■ About this task ■
From the entries below, return every line that includes the word "Demo".
---------- Source material
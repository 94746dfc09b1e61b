pub mod components;
pub mod users;

use ratatui::Frame;
use ratatui::layout::{Constraint, Direction, Layout, Rect};
use ratatui::style::{Modifier, Style};
use ratatui::text::{Line, Span};
use ratatui::widgets::{Block, Borders, Paragraph};

use crate::app::{AppState, InputMode, ModalState};

pub fn render(f: &mut Frame, app: &mut AppState) {
    let root = Layout::default()
        .direction(Direction::Vertical)
        .constraints([Constraint::Length(3), Constraint::Min(3), Constraint::Length(1)].as_ref())
        .split(f.area());

    render_header(f, root[0], app);
    users::render_user_list(f, root[1], app);
    components::render_status_bar(f, root[2], app);

    if app.modal.is_some() {
        render_modal(f, f.area(), app);
    }
}

fn render_header(f: &mut Frame, area: Rect, app: &AppState) {
    let c = &app.controller;
    let mut spans = vec![
        Span::styled(
            format!("{} ", c.session().name),
            Style::default().fg(app.theme.title).add_modifier(Modifier::BOLD),
        ),
        Span::raw(format!(" list:{} ", c.mode().label())),
    ];
    if c.search().session_open || app.input_mode == InputMode::Search {
        let cursor = if app.input_mode == InputMode::Search { "▏" } else { "" };
        spans.push(Span::raw("  "));
        spans.push(Span::styled(
            format!(" Search: {}{} ", app.search_input, cursor),
            Style::default().fg(app.theme.search_fg).bg(app.theme.search_bg),
        ));
        spans.push(Span::raw(format!("  scope:{}", c.search().scope.label())));
    } else {
        spans.push(Span::styled(
            "  /: search  r: refresh  m: mode  ?: help  q: quit",
            Style::default().fg(app.theme.muted),
        ));
    }

    let p = Paragraph::new(Line::from(spans))
        .block(
            Block::default()
                .title("userdir-tui")
                .borders(Borders::ALL)
                .border_style(Style::default().fg(app.theme.border)),
        )
        .style(Style::default().fg(app.theme.header_fg).bg(app.theme.header_bg));
    f.render_widget(p, area);
}

fn render_modal(f: &mut Frame, area: Rect, app: &AppState) {
    match &app.modal {
        Some(state @ ModalState::Conversation { .. }) => components::render_conversation_modal(f, area, app, state),
        Some(ModalState::Help { scroll }) => components::render_help_modal(f, area, app, *scroll),
        None => {}
    }
}
//! Command line options and startup wiring.

use std::fs::OpenOptions;
use std::path::PathBuf;
use std::sync::Mutex;

use anyhow::Context as _;
use clap::{Parser, ValueEnum};
use tracing_subscriber::EnvFilter;

use super::keymap::Keymap;
use super::{AppState, Theme};
use crate::controller::UserListController;
use crate::fetch::ThreadExecutor;
use crate::model::Session;
use crate::source::{ListMode, MemorySource};
use crate::sys::PasswdDirectory;

#[derive(Copy, Clone, Debug, PartialEq, Eq, ValueEnum)]
pub enum SourceKind {
    /// Local accounts from passwd/group files.
    Passwd,
    /// Built-in sample directory.
    Demo,
}

#[derive(Debug, Parser)]
#[command(name = "userdir-tui", version, about = "Browse and search a directory of chat users")]
pub struct Cli {
    /// Which users to list: all, friends or disabled.
    #[arg(long, env = "USERDIR_MODE", default_value = "all")]
    pub mode: ListMode,

    /// Users fetched per page.
    #[arg(long, env = "USERDIR_PAGE_SIZE")]
    pub page_size: Option<usize>,

    #[arg(long, value_enum, env = "USERDIR_SOURCE", default_value_t = SourceKind::Passwd)]
    pub source: SourceKind,

    #[arg(long, default_value = "/etc/passwd")]
    pub passwd: PathBuf,

    #[arg(long, default_value = "/etc/group")]
    pub group: PathBuf,

    /// Browse as this login instead of the current account.
    #[arg(long = "as", value_name = "LOGIN")]
    pub login: Option<String>,

    /// Theme file (key = #RRGGBB); created with defaults if missing.
    #[arg(long)]
    pub theme: Option<String>,

    /// Keybindings file (Action = Key); created with defaults if missing.
    #[arg(long)]
    pub keybinds: Option<String>,

    #[arg(long, env = "USERDIR_LOG", default_value = "userdir-tui.log")]
    pub log_file: PathBuf,

    /// Log filter when RUST_LOG is unset.
    #[arg(long, default_value = "info")]
    pub log_level: String,
}

/// Send tracing output to the log file; the terminal belongs to the UI.
pub fn init_tracing(cli: &Cli) -> anyhow::Result<()> {
    let filter = EnvFilter::try_from_default_env()
        .or_else(|_| EnvFilter::try_new(&cli.log_level))
        .with_context(|| format!("invalid log filter '{}'", cli.log_level))?;
    let file = OpenOptions::new()
        .create(true)
        .append(true)
        .open(&cli.log_file)
        .with_context(|| format!("opening log file {}", cli.log_file.display()))?;
    tracing_subscriber::fmt()
        .with_env_filter(filter)
        .with_writer(Mutex::new(file))
        .with_ansi(false)
        .try_init()
        .map_err(|e| anyhow::anyhow!("installing tracing subscriber: {e}"))?;
    Ok(())
}

/// The account the directory is browsed as.
pub fn resolve_session(cli: &Cli) -> Session {
    let login = cli.login.clone().unwrap_or_else(|| {
        users::get_current_username()
            .map(|n| n.to_string_lossy().into_owned())
            .unwrap_or_else(|| format!("uid{}", users::get_current_uid()))
    });
    Session::new(login.clone(), login)
}

pub fn build_controller(cli: &Cli, session: Session) -> UserListController {
    let controller = match cli.source {
        SourceKind::Passwd => {
            let dir = PasswdDirectory::new(&cli.passwd, &cli.group, session.id.clone());
            UserListController::new(session, dir, ThreadExecutor)
        }
        SourceKind::Demo => UserListController::new(session, MemorySource::demo(), ThreadExecutor),
    };
    let controller = controller.with_mode(cli.mode);
    match cli.page_size {
        Some(n) => controller.with_page_size(n),
        None => controller,
    }
}

pub fn build_app(cli: &Cli) -> AppState {
    let session = resolve_session(cli);
    tracing::info!(login = %session.id, source = ?cli.source, mode = cli.mode.label(), "starting");
    let controller = build_controller(cli, session);
    let theme = cli.theme.as_deref().map_or_else(Theme::mocha, Theme::load_or_init);
    let keymap = cli.keybinds.as_deref().map_or_else(Keymap::default, Keymap::load_or_init);
    AppState::new(controller, theme, keymap)
}
//! Local account directory.
//!
//! Serves the accounts of a `passwd(5)` file as directory users. Friends of the
//! session user are the accounts sharing at least one group with it, primary or
//! supplementary, as listed in `group(5)`.

use std::collections::HashSet;
use std::fs;
use std::path::{Path, PathBuf};

use crate::error::FetchError;
use crate::model::{User, UserStatus};
use crate::source::{SnapshotCursor, UserCursor, UserSource, UsersRequest, matches_keyword};

#[derive(Clone, Debug)]
pub struct SystemUser {
    pub uid: u32,
    pub name: String,
    pub primary_gid: u32,
    pub full_name: Option<String>,
    pub shell: String,
}

impl SystemUser {
    /// Accounts whose shell refuses logins.
    pub fn is_inactive(&self) -> bool {
        let shell = self.shell.trim();
        shell.ends_with("nologin") || shell.ends_with("/false") || shell == "false"
    }

    /// First GECOS field, if any.
    pub fn display_name(&self) -> &str {
        self.full_name
            .as_deref()
            .and_then(|g| g.split(',').next())
            .map(str::trim)
            .filter(|n| !n.is_empty())
            .unwrap_or(&self.name)
    }

    pub fn to_user(&self) -> User {
        let status = if self.is_inactive() {
            UserStatus::Unavailable
        } else {
            UserStatus::Available
        };
        User::new(self.name.clone(), self.display_name()).with_status(status)
    }
}

#[derive(Clone, Debug)]
pub struct SystemGroup {
    pub gid: u32,
    pub members: Vec<String>,
}

/// Directory backed by account files on disk.
#[derive(Clone, Debug)]
pub struct PasswdDirectory {
    passwd: PathBuf,
    group: PathBuf,
    session_login: String,
}

impl PasswdDirectory {
    pub fn new(passwd: impl Into<PathBuf>, group: impl Into<PathBuf>, session_login: impl Into<String>) -> Self {
        Self {
            passwd: passwd.into(),
            group: group.into(),
            session_login: session_login.into(),
        }
    }

    /// Users matching `request`, in file order.
    pub fn load(&self, request: &UsersRequest) -> Result<Vec<User>, FetchError> {
        let accounts = parse_passwd(&self.passwd)?;
        let friends = if request.friends_only {
            let groups = parse_group(&self.group)?;
            Some(friend_logins(&self.session_login, &accounts, &groups))
        } else {
            None
        };
        let keyword = request.normalized_keyword();
        let users = accounts
            .iter()
            .filter(|a| friends.as_ref().is_none_or(|f| f.contains(&a.name)))
            .map(SystemUser::to_user)
            .filter(|u| keyword.as_deref().is_none_or(|k| matches_keyword(u, k)))
            .collect();
        Ok(users)
    }
}

/// Logins sharing a group with `login`. `login` itself is not included.
pub fn friend_logins(login: &str, accounts: &[SystemUser], groups: &[SystemGroup]) -> HashSet<String> {
    let Some(me) = accounts.iter().find(|a| a.name == login) else {
        return HashSet::new();
    };
    let my_gids: HashSet<u32> = groups
        .iter()
        .filter(|g| g.gid == me.primary_gid || g.members.iter().any(|m| m == login))
        .map(|g| g.gid)
        .chain(std::iter::once(me.primary_gid))
        .collect();

    accounts
        .iter()
        .filter(|a| a.name != login)
        .filter(|a| {
            my_gids.contains(&a.primary_gid)
                || groups
                    .iter()
                    .any(|g| my_gids.contains(&g.gid) && g.members.iter().any(|m| m == &a.name))
        })
        .map(|a| a.name.clone())
        .collect()
}

enum PasswdCursor {
    Pending {
        directory: PasswdDirectory,
        request: UsersRequest,
    },
    Loaded(SnapshotCursor),
}

impl UserCursor for PasswdCursor {
    fn fetch_next(&mut self) -> Result<Vec<User>, FetchError> {
        if let PasswdCursor::Pending { directory, request } = self {
            let users = directory.load(request)?;
            let limit = request.limit;
            tracing::debug!(count = users.len(), path = %directory.passwd.display(), "loaded accounts");
            *self = PasswdCursor::Loaded(SnapshotCursor::new(users, limit));
        }
        match self {
            PasswdCursor::Loaded(snapshot) => Ok(snapshot.next_page()),
            PasswdCursor::Pending { .. } => Ok(Vec::new()),
        }
    }
}

impl UserSource for PasswdDirectory {
    fn create_cursor(&self, request: &UsersRequest) -> Box<dyn UserCursor> {
        Box::new(PasswdCursor::Pending {
            directory: self.clone(),
            request: request.clone(),
        })
    }
}

fn parse_passwd<P: AsRef<Path>>(path: P) -> Result<Vec<SystemUser>, FetchError> {
    let contents = fs::read_to_string(path)?;
    let mut users = Vec::new();
    for line in contents.lines() {
        if line.is_empty() || line.starts_with('#') { continue; }
        let parts: Vec<&str> = line.split(':').collect();
        if parts.len() < 7 { continue; }
        let uid = parts[2]
            .parse::<u32>()
            .map_err(|e| FetchError::Parse(format!("uid of {}: {}", parts[0], e)))?;
        let gid = parts[3]
            .parse::<u32>()
            .map_err(|e| FetchError::Parse(format!("gid of {}: {}", parts[0], e)))?;
        let full_name = if parts[4].is_empty() { None } else { Some(parts[4].to_string()) };
        users.push(SystemUser {
            uid,
            name: parts[0].to_string(),
            primary_gid: gid,
            full_name,
            shell: parts[6].to_string(),
        });
    }
    Ok(users)
}

fn parse_group<P: AsRef<Path>>(path: P) -> Result<Vec<SystemGroup>, FetchError> {
    let contents = fs::read_to_string(path)?;
    let mut groups = Vec::new();
    for line in contents.lines() {
        if line.is_empty() || line.starts_with('#') { continue; }
        let parts: Vec<&str> = line.split(':').collect();
        if parts.len() < 3 { continue; }
        let gid = parts[2]
            .parse::<u32>()
            .map_err(|e| FetchError::Parse(format!("gid of group {}: {}", parts[0], e)))?;
        let members = if parts.len() >= 4 && !parts[3].is_empty() {
            parts[3].split(',').filter(|s| !s.is_empty()).map(|s| s.to_string()).collect()
        } else { Vec::new() };
        groups.push(SystemGroup { gid, members });
    }
    Ok(groups)
}

#[cfg(test)]
mod tests {
	use super::*;
	use std::{path::PathBuf, time::{SystemTime, UNIX_EPOCH}};

	fn tmp_path(tag: &str) -> PathBuf {
		let mut p = std::env::temp_dir();
		let n = SystemTime::now().duration_since(UNIX_EPOCH).unwrap().as_nanos();
		p.push(format!("userdir_{tag}_{}_{}", std::process::id(), n));
		p
	}

	const PASSWD: &str = "\
root:x:0:0:root:/root:/bin/bash
daemon:x:1:1:daemon:/usr/sbin:/usr/sbin/nologin
jdoe:x:1000:1000:John Doe,,,:/home/jdoe:/bin/zsh
ann:x:1001:1001::/home/ann:/bin/bash
zed:x:1002:100:Zed:/home/zed:/bin/bash
";

	const GROUP: &str = "\
root:x:0:
jdoe:x:1000:
ann:x:1001:
users:x:100:jdoe
wheel:x:998:root,ann
";

	#[test]
	fn parse_passwd_basic() {
		let path = tmp_path("passwd");
		fs::write(&path, PASSWD).unwrap();
		let users = parse_passwd(&path).unwrap();
		fs::remove_file(&path).ok();

		assert_eq!(users.len(), 5);
		assert_eq!(users[2].name, "jdoe");
		assert_eq!(users[2].uid, 1000);
		assert_eq!(users[2].full_name.as_deref(), Some("John Doe,,,"));
		assert_eq!(users[2].display_name(), "John Doe");
		assert_eq!(users[3].display_name(), "ann");
		assert!(users[1].is_inactive());
		assert!(!users[0].is_inactive());
	}

	#[test]
	fn parse_group_basic() {
		let path = tmp_path("group");
		fs::write(&path, GROUP).unwrap();
		let groups = parse_group(&path).unwrap();
		fs::remove_file(&path).ok();

		assert_eq!(groups.len(), 5);
		assert!(groups[0].members.is_empty());
		assert_eq!(groups[4].members, vec!["root".to_string(), "ann".to_string()]);
	}

	#[test]
	fn malformed_uid_is_a_parse_error() {
		let path = tmp_path("badpasswd");
		fs::write(&path, "bad:x:abc:0::/:/bin/sh\n").unwrap();
		let res = parse_passwd(&path);
		fs::remove_file(&path).ok();
		assert!(matches!(res, Err(FetchError::Parse(_))));
	}

	#[test]
	fn friends_share_a_group() {
		let p = tmp_path("fpasswd");
		let g = tmp_path("fgroup");
		fs::write(&p, PASSWD).unwrap();
		fs::write(&g, GROUP).unwrap();
		let accounts = parse_passwd(&p).unwrap();
		let groups = parse_group(&g).unwrap();
		fs::remove_file(&p).ok();
		fs::remove_file(&g).ok();

		// jdoe is a member of "users" (gid 100), zed's primary group
		let f = friend_logins("jdoe", &accounts, &groups);
		assert_eq!(f, HashSet::from(["zed".to_string()]));
		// ann and root meet in "wheel"
		let f = friend_logins("ann", &accounts, &groups);
		assert_eq!(f, HashSet::from(["root".to_string()]));
		assert!(friend_logins("nobody", &accounts, &groups).is_empty());
	}

	#[test]
	fn cursor_pages_and_filters() {
		let p = tmp_path("cpasswd");
		let g = tmp_path("cgroup");
		fs::write(&p, PASSWD).unwrap();
		fs::write(&g, GROUP).unwrap();
		let dir = PasswdDirectory::new(&p, &g, "jdoe");

		let mut c = dir.create_cursor(&UsersRequest::builder(2).build());
		assert_eq!(c.fetch_next().unwrap().len(), 2);
		assert_eq!(c.fetch_next().unwrap().len(), 2);
		assert_eq!(c.fetch_next().unwrap().len(), 1);
		assert!(c.fetch_next().unwrap().is_empty());

		let mut c = dir.create_cursor(&UsersRequest::builder(10).search_keyword("doe").build());
		let page = c.fetch_next().unwrap();
		assert_eq!(page.len(), 1);
		assert_eq!(page[0].id, "jdoe");
		assert_eq!(page[0].name, "John Doe");

		let mut c = dir.create_cursor(&UsersRequest::builder(10).friends_only(true).build());
		let page = c.fetch_next().unwrap();
		fs::remove_file(&p).ok();
		fs::remove_file(&g).ok();
		assert_eq!(page.iter().map(|u| u.id.as_str()).collect::<Vec<_>>(), vec!["zed"]);
	}

	#[test]
	fn missing_file_surfaces_io_error() {
		let dir = PasswdDirectory::new(tmp_path("nope"), tmp_path("nope2"), "x");
		let mut c = dir.create_cursor(&UsersRequest::builder(5).build());
		assert!(matches!(c.fetch_next(), Err(FetchError::Io(_))));
	}
}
--------------------
■ Your solution ■
    Demo,
        SourceKind::Demo => UserListController::new(session, MemorySource::demo(), ThreadExecutor),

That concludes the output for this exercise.